Data entries:
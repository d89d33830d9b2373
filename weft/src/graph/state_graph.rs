//! State graph: channels, nodes, explicit edges (from → to) and conditional edges.
//!
//! Declare channels with `add_channel`, add nodes with `add_node`, wire them with
//! `add_edge(from, to)` using `START` and `END` for entry and exit, and route on state
//! with `add_conditional_edges`. Then `compile` or `compile_with_checkpointer` to get a
//! `CompiledStateGraph`.
//!
//! # Execution model
//!
//! Every node owns a trigger channel. An edge into a node writes its trigger; a node
//! whose trigger changed since it last ran is scheduled in the next superstep. All nodes
//! of a superstep run concurrently, their updates are merged through the channel
//! reducers in registration order, and one checkpoint is committed.
//!
//! A node may have both plain edges and conditional edges; each fires after the node
//! runs (fan-out).

use std::collections::{BTreeMap, HashMap, HashSet};
use std::sync::Arc;

use crate::channels::{trigger_channel, Channel, Trigger};
use crate::memory::Checkpointer;

use super::compile_error::CompilationError;
use super::compiled::{CompiledStateGraph, GraphInner};
use super::conditional::{ConditionalRouter, ConditionalRouterFn};
use super::node::Node;

/// Sentinel for graph entry: use as `from_id` in `add_edge(START, first_node_id)`.
pub const START: &str = "__start__";

/// Sentinel for graph exit: use as `to_id` in `add_edge(last_node_id, END)`.
pub const END: &str = "__end__";

/// Default maximum number of supersteps per run.
pub const DEFAULT_RECURSION_LIMIT: usize = 25;

/// Graph builder.
///
/// **Interaction**: accepts `Arc<dyn Node>` and `Arc<dyn Channel>`; produces
/// `CompiledStateGraph`. Validation errors are collected and reported by `compile`.
pub struct StateGraph {
    channels: BTreeMap<String, Arc<dyn Channel>>,
    nodes: Vec<(String, Arc<dyn Node>)>,
    edges: Vec<(String, String)>,
    conditional_edges: Vec<(String, ConditionalRouter)>,
    recursion_limit: usize,
    duplicate: Option<String>,
}

impl Default for StateGraph {
    fn default() -> Self {
        Self::new()
    }
}

impl StateGraph {
    pub fn new() -> Self {
        Self {
            channels: BTreeMap::new(),
            nodes: Vec::new(),
            edges: Vec::new(),
            conditional_edges: Vec::new(),
            recursion_limit: DEFAULT_RECURSION_LIMIT,
            duplicate: None,
        }
    }

    /// Declares a state channel with its reducer. Writes to undeclared channels fail the run.
    pub fn add_channel(&mut self, name: impl Into<String>, channel: Arc<dyn Channel>) -> &mut Self {
        self.channels.insert(name.into(), channel);
        self
    }

    /// Adds a node. Registration order is the merge order of concurrent updates.
    pub fn add_node(&mut self, id: impl Into<String>, node: Arc<dyn Node>) -> &mut Self {
        let id = id.into();
        if self.nodes.iter().any(|(n, _)| *n == id) && self.duplicate.is_none() {
            self.duplicate = Some(id.clone());
        }
        self.nodes.push((id, node));
        self
    }

    /// Adds an edge. `from_id` may be START, `to_id` may be END.
    pub fn add_edge(&mut self, from_id: impl Into<String>, to_id: impl Into<String>) -> &mut Self {
        self.edges.push((from_id.into(), to_id.into()));
        self
    }

    /// Adds conditional edges from `source` (a node or START).
    ///
    /// After `source` runs and the superstep's updates are merged, `path(state)` returns a
    /// key. With `path_map`, the key must be a map key and the mapped value is the next
    /// node (or END); without it the key must itself be a node id or END.
    ///
    /// # Example
    ///
    /// ```rust,ignore
    /// graph.add_conditional_edges(
    ///     "supervisor",
    ///     Arc::new(|s: &GraphState| s.get_or_default::<String>("next").unwrap_or_default()),
    ///     Some(path_map([("fs_worker", "fs_worker"), (END, END)])),
    /// );
    /// ```
    pub fn add_conditional_edges(
        &mut self,
        source: impl Into<String>,
        path: ConditionalRouterFn,
        path_map: Option<HashMap<String, String>>,
    ) -> &mut Self {
        self.conditional_edges
            .push((source.into(), ConditionalRouter::new(path, path_map)));
        self
    }

    /// Maximum supersteps per run before `GraphError::RecursionLimit`.
    pub fn with_recursion_limit(&mut self, limit: usize) -> &mut Self {
        self.recursion_limit = limit;
        self
    }

    /// Validates wiring and builds the executable graph without persistence.
    pub fn compile(self) -> Result<CompiledStateGraph, CompilationError> {
        self.compile_internal(None)
    }

    /// Validates wiring and builds a graph that checkpoints every superstep.
    pub fn compile_with_checkpointer(
        self,
        checkpointer: Arc<dyn Checkpointer>,
    ) -> Result<CompiledStateGraph, CompilationError> {
        self.compile_internal(Some(checkpointer))
    }

    fn compile_internal(
        mut self,
        checkpointer: Option<Arc<dyn Checkpointer>>,
    ) -> Result<CompiledStateGraph, CompilationError> {
        if let Some(id) = self.duplicate.take() {
            return Err(CompilationError::DuplicateNode(id));
        }
        for (id, _) in &self.nodes {
            if id == START || id == END || id.contains(':') || id.is_empty() {
                return Err(CompilationError::ReservedNodeId(id.clone()));
            }
        }
        let known: HashSet<&str> = self.nodes.iter().map(|(id, _)| id.as_str()).collect();

        for (from, to) in &self.edges {
            if from != START && !known.contains(from.as_str()) {
                return Err(CompilationError::UnknownEdgeSource(from.clone()));
            }
            if to != END && !known.contains(to.as_str()) {
                return Err(CompilationError::NodeNotFound(to.clone()));
            }
        }
        for (source, router) in &self.conditional_edges {
            if source != START && !known.contains(source.as_str()) {
                return Err(CompilationError::UnknownEdgeSource(source.clone()));
            }
            if let Some(targets) = router.targets() {
                for target in targets {
                    if target != END && !known.contains(target.as_str()) {
                        return Err(CompilationError::InvalidPathMapTarget {
                            node: source.clone(),
                            target: target.clone(),
                        });
                    }
                }
            }
        }
        let has_start = self.edges.iter().any(|(f, _)| f == START)
            || self.conditional_edges.iter().any(|(s, _)| s == START);
        if !has_start {
            return Err(CompilationError::MissingStart);
        }

        for (id, _) in &self.nodes {
            self.channels
                .insert(trigger_channel(id), Arc::new(Trigger));
        }

        Ok(CompiledStateGraph::from_inner(
            GraphInner {
                channels: self.channels,
                nodes: self.nodes,
                edges: self.edges,
                conditional_edges: self.conditional_edges,
                recursion_limit: self.recursion_limit,
            },
            checkpointer,
        ))
    }
}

### [Task to carry out]
Wherever the word "merged" turns up in the records above, copy the line that holds it.

### [Result]
//! of a superstep run concurrently, their updates are merged through the channel
    /// After `source` runs and the superstep's updates are merged, `path(state)` returns a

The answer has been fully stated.